■ ACTIVITY
Nothing in the records should differ when they are repeated. Restate them word for word.
= = = =
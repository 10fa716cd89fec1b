use std::collections::BTreeMap;

use serde::{Deserialize, Serialize};
use serde_json::Value;

pub type Attrs = BTreeMap<String, Value>;
pub type ElementKind = String;

const VOID_TAGS: &[&str] = &["input", "img", "br", "hr", "meta"];

/// Rendered element tree handed to the host for mounting.
#[derive(Debug, Clone, PartialEq, Serialize, Deserialize)]
#[serde(tag = "node", rename_all = "snake_case")]
pub enum Node {
    Element(ElementNode),
    Text(TextNode),
    Void(VoidNode),
}

impl Node {
    pub fn text(text: impl Into<String>) -> Self {
        Node::Text(TextNode { text: text.into() })
    }

    pub fn kind(&self) -> Option<&str> {
        match self {
            Node::Element(el) => Some(&el.kind),
            Node::Void(v) => Some(&v.kind),
            Node::Text(_) => None,
        }
    }

    pub fn attrs(&self) -> Option<&Attrs> {
        match self {
            Node::Element(el) => Some(&el.attrs),
            Node::Void(v) => Some(&v.attrs),
            Node::Text(_) => None,
        }
    }

    pub fn attr(&self, name: &str) -> Option<&Value> {
        self.attrs().and_then(|attrs| attrs.get(name))
    }

    pub fn attr_str(&self, name: &str) -> Option<&str> {
        self.attr(name).and_then(|v| v.as_str())
    }

    pub fn is_disabled(&self) -> bool {
        self.attr("disabled")
            .and_then(|v| v.as_bool())
            .unwrap_or(false)
    }

    pub fn style(&self, property: &str) -> Option<&str> {
        self.attr("style")
            .and_then(|v| v.get(property))
            .and_then(|v| v.as_str())
    }

    pub fn has_class(&self, class: &str) -> bool {
        self.attr_str("class")
            .map(|classes| classes.split_whitespace().any(|c| c == class))
            .unwrap_or(false)
    }

    pub fn children(&self) -> &[Node] {
        match self {
            Node::Element(el) => &el.children,
            Node::Void(_) | Node::Text(_) => &[],
        }
    }

    pub fn find_by_class(&self, class: &str) -> Option<&Node> {
        if self.has_class(class) {
            return Some(self);
        }
        self.children()
            .iter()
            .find_map(|child| child.find_by_class(class))
    }

    pub fn find_all_by_class(&self, class: &str) -> Vec<&Node> {
        fn walk<'a>(node: &'a Node, class: &str, out: &mut Vec<&'a Node>) {
            if node.has_class(class) {
                out.push(node);
            }
            for child in node.children() {
                walk(child, class, out);
            }
        }

        let mut out = Vec::new();
        walk(self, class, &mut out);
        out
    }

    pub fn find_by_kind(&self, kind: &str) -> Option<&Node> {
        if self.kind() == Some(kind) {
            return Some(self);
        }
        self.children()
            .iter()
            .find_map(|child| child.find_by_kind(kind))
    }

    pub fn text_content(&self) -> String {
        match self {
            Node::Text(t) => t.text.clone(),
            Node::Void(_) => String::new(),
            Node::Element(el) => el.children.iter().map(Node::text_content).collect(),
        }
    }
}

#[derive(Debug, Clone, PartialEq, Serialize, Deserialize)]
pub struct ElementNode {
    pub kind: ElementKind,
    #[serde(default)]
    pub attrs: Attrs,
    #[serde(default)]
    pub children: Vec<Node>,
}

impl ElementNode {
    pub fn new(kind: impl Into<String>) -> Self {
        Self {
            kind: kind.into(),
            attrs: Attrs::default(),
            children: Vec::new(),
        }
    }

    pub fn class(mut self, class: impl AsRef<str>) -> Self {
        let class = class.as_ref().trim();
        if class.is_empty() {
            return self;
        }
        let merged = match self.attrs.get("class").and_then(|v| v.as_str()) {
            Some(existing) if !existing.is_empty() => format!("{existing} {class}"),
            _ => class.to_string(),
        };
        self.attrs.insert("class".to_string(), Value::String(merged));
        self
    }

    pub fn class_if(self, condition: bool, class: impl AsRef<str>) -> Self {
        if condition {
            self.class(class)
        } else {
            self
        }
    }

    pub fn attr(mut self, name: impl Into<String>, value: impl Into<Value>) -> Self {
        self.attrs.insert(name.into(), value.into());
        self
    }

    pub fn style(mut self, property: impl Into<String>, value: impl Into<String>) -> Self {
        let entry = self
            .attrs
            .entry("style".to_string())
            .or_insert_with(|| Value::Object(Default::default()));
        if let Value::Object(map) = entry {
            map.insert(property.into(), Value::String(value.into()));
        }
        self
    }

    pub fn child(mut self, child: impl Into<Node>) -> Self {
        self.children.push(child.into());
        self
    }

    pub fn children(mut self, children: impl IntoIterator<Item = Node>) -> Self {
        self.children.extend(children);
        self
    }

    pub fn text(self, text: impl Into<String>) -> Self {
        self.child(Node::text(text))
    }

    pub fn build(self) -> Node {
        if self.children.is_empty() && VOID_TAGS.contains(&self.kind.as_str()) {
            Node::Void(VoidNode {
                kind: self.kind,
                attrs: self.attrs,
            })
        } else {
            Node::Element(self)
        }
    }
}

impl From<ElementNode> for Node {
    fn from(value: ElementNode) -> Self {
        value.build()
    }
}

#[derive(Debug, Clone, PartialEq, Serialize, Deserialize)]
pub struct VoidNode {
    pub kind: ElementKind,
    #[serde(default)]
    pub attrs: Attrs,
}

#[derive(Debug, Clone, PartialEq, Serialize, Deserialize)]
pub struct TextNode {
    pub text: String,
}

/// Builds an element with the given classes and attributes.
pub fn make<I, K>(tag: &str, classes: &[&str], attrs: I) -> ElementNode
where
    I: IntoIterator<Item = (K, Value)>,
    K: Into<String>,
{
    let mut element = ElementNode::new(tag);
    for class in classes {
        element = element.class(class);
    }
    for (name, value) in attrs {
        element.attrs.insert(name.into(), value);
    }
    element
}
= = = =
■ YOUR RESPONSE
repository 10fa716cd89fec1b
use std::collections::BTreeMap;

use serde::{Deserialize, Serialize};
use serde_json::Value;

pub type Attrs = BTreeMap<String, Value>;
pub type ElementKind = String;

const VOID_TAGS: &[&str] = &["input", "img", "br", "hr", "meta"];

/// Rendered element tree handed to the host for mounting.
#[derive(Debug, Clone, PartialEq, Serialize, Deserialize)]
#[serde(tag = "node", rename_all = "snake_case")]
pub enum Node {
    Element(ElementNode),
    Text(TextNode),
    Void(VoidNode),
}

impl Node {
    pub fn text(text: impl Into<String>) -> Self {
        Node::Text(TextNode { text: text.into() })
    }

    pub fn kind(&self) -> Option<&str> {
        match self {
            Node::Element(el) => Some(&el.kind),
            Node::Void(v) => Some(&v.kind),
            Node::Text(_) => None,
        }
    }

    pub fn attrs(&self) -> Option<&Attrs> {
        match self {
            Node::Element(el) => Some(&el.attrs),
            Node::Void(v) => Some(&v.attrs),
            Node::Text(_) => None,
        }
    }

    pub fn attr(&self, name: &str) -> Option<&Value> {
        self.attrs().and_then(|attrs| attrs.get(name))
    }

    pub fn attr_str(&self, name: &str) -> Option<&str> {
        self.attr(name).and_then(|v| v.as_str())
    }

    pub fn is_disabled(&self) -> bool {
        self.attr("disabled")
            .and_then(|v| v.as_bool())
            .unwrap_or(false)
    }

    pub fn style(&self, property: &str) -> Option<&str> {
        self.attr("style")
            .and_then(|v| v.get(property))
            .and_then(|v| v.as_str())
    }

    pub fn has_class(&self, class: &str) -> bool {
        self.attr_str("class")
            .map(|classes| classes.split_whitespace().any(|c| c == class))
            .unwrap_or(false)
    }

    pub fn children(&self) -> &[Node] {
        match self {
            Node::Element(el) => &el.children,
            Node::Void(_) | Node::Text(_) => &[],
        }
    }

    pub fn find_by_class(&self, class: &str) -> Option<&Node> {
        if self.has_class(class) {
            return Some(self);
        }
        self.children()
            .iter()
            .find_map(|child| child.find_by_class(class))
    }

    pub fn find_all_by_class(&self, class: &str) -> Vec<&Node> {
        fn walk<'a>(node: &'a Node, class: &str, out: &mut Vec<&'a Node>) {
            if node.has_class(class) {
                out.push(node);
            }
            for child in node.children() {
                walk(child, class, out);
            }
        }

        let mut out = Vec::new();
        walk(self, class, &mut out);
        out
    }

    pub fn find_by_kind(&self, kind: &str) -> Option<&Node> {
        if self.kind() == Some(kind) {
            return Some(self);
        }
        self.children()
            .iter()
            .find_map(|child| child.find_by_kind(kind))
    }

    pub fn text_content(&self) -> String {
        match self {
            Node::Text(t) => t.text.clone(),
            Node::Void(_) => String::new(),
            Node::Element(el) => el.children.iter().map(Node::text_content).collect(),
        }
    }
}

#[derive(Debug, Clone, PartialEq, Serialize, Deserialize)]
pub struct ElementNode {
    pub kind: ElementKind,
    #[serde(default)]
    pub attrs: Attrs,
    #[serde(default)]
    pub children: Vec<Node>,
}

impl ElementNode {
    pub fn new(kind: impl Into<String>) -> Self {
        Self {
            kind: kind.into(),
            attrs: Attrs::default(),
            children: Vec::new(),
        }
    }

    pub fn class(mut self, class: impl AsRef<str>) -> Self {
        let class = class.as_ref().trim();
        if class.is_empty() {
            return self;
        }
        let merged = match self.attrs.get("class").and_then(|v| v.as_str()) {
            Some(existing) if !existing.is_empty() => format!("{existing} {class}"),
            _ => class.to_string(),
        };
        self.attrs.insert("class".to_string(), Value::String(merged));
        self
    }

    pub fn class_if(self, condition: bool, class: impl AsRef<str>) -> Self {
        if condition {
            self.class(class)
        } else {
            self
        }
    }

    pub fn attr(mut self, name: impl Into<String>, value: impl Into<Value>) -> Self {
        self.attrs.insert(name.into(), value.into());
        self
    }

    pub fn style(mut self, property: impl Into<String>, value: impl Into<String>) -> Self {
        let entry = self
            .attrs
            .entry("style".to_string())
            .or_insert_with(|| Value::Object(Default::default()));
        if let Value::Object(map) = entry {
            map.insert(property.into(), Value::String(value.into()));
        }
        self
    }

    pub fn child(mut self, child: impl Into<Node>) -> Self {
        self.children.push(child.into());
        self
    }

    pub fn children(mut self, children: impl IntoIterator<Item = Node>) -> Self {
        self.children.extend(children);
        self
    }

    pub fn text(self, text: impl Into<String>) -> Self {
        self.child(Node::text(text))
    }

    pub fn build(self) -> Node {
        if self.children.is_empty() && VOID_TAGS.contains(&self.kind.as_str()) {
            Node::Void(VoidNode {
                kind: self.kind,
                attrs: self.attrs,
            })
        } else {
            Node::Element(self)
        }
    }
}

impl From<ElementNode> for Node {
    fn from(value: ElementNode) -> Self {
        value.build()
    }
}

#[derive(Debug, Clone, PartialEq, Serialize, Deserialize)]
pub struct VoidNode {
    pub kind: ElementKind,
    #[serde(default)]
    pub attrs: Attrs,
}

#[derive(Debug, Clone, PartialEq, Serialize, Deserialize)]
pub struct TextNode {
    pub text: String,
}

/// Builds an element with the given classes and attributes.
pub fn make<I, K>(tag: &str, classes: &[&str], attrs: I) -> ElementNode
where
    I: IntoIterator<Item = (K, Value)>,
    K: Into<String>,
{
    let mut element = ElementNode::new(tag);
    for class in classes {
        element = element.class(class);
    }
    for (name, value) in attrs {
        element.attrs.insert(name.into(), value);
    }
    element
}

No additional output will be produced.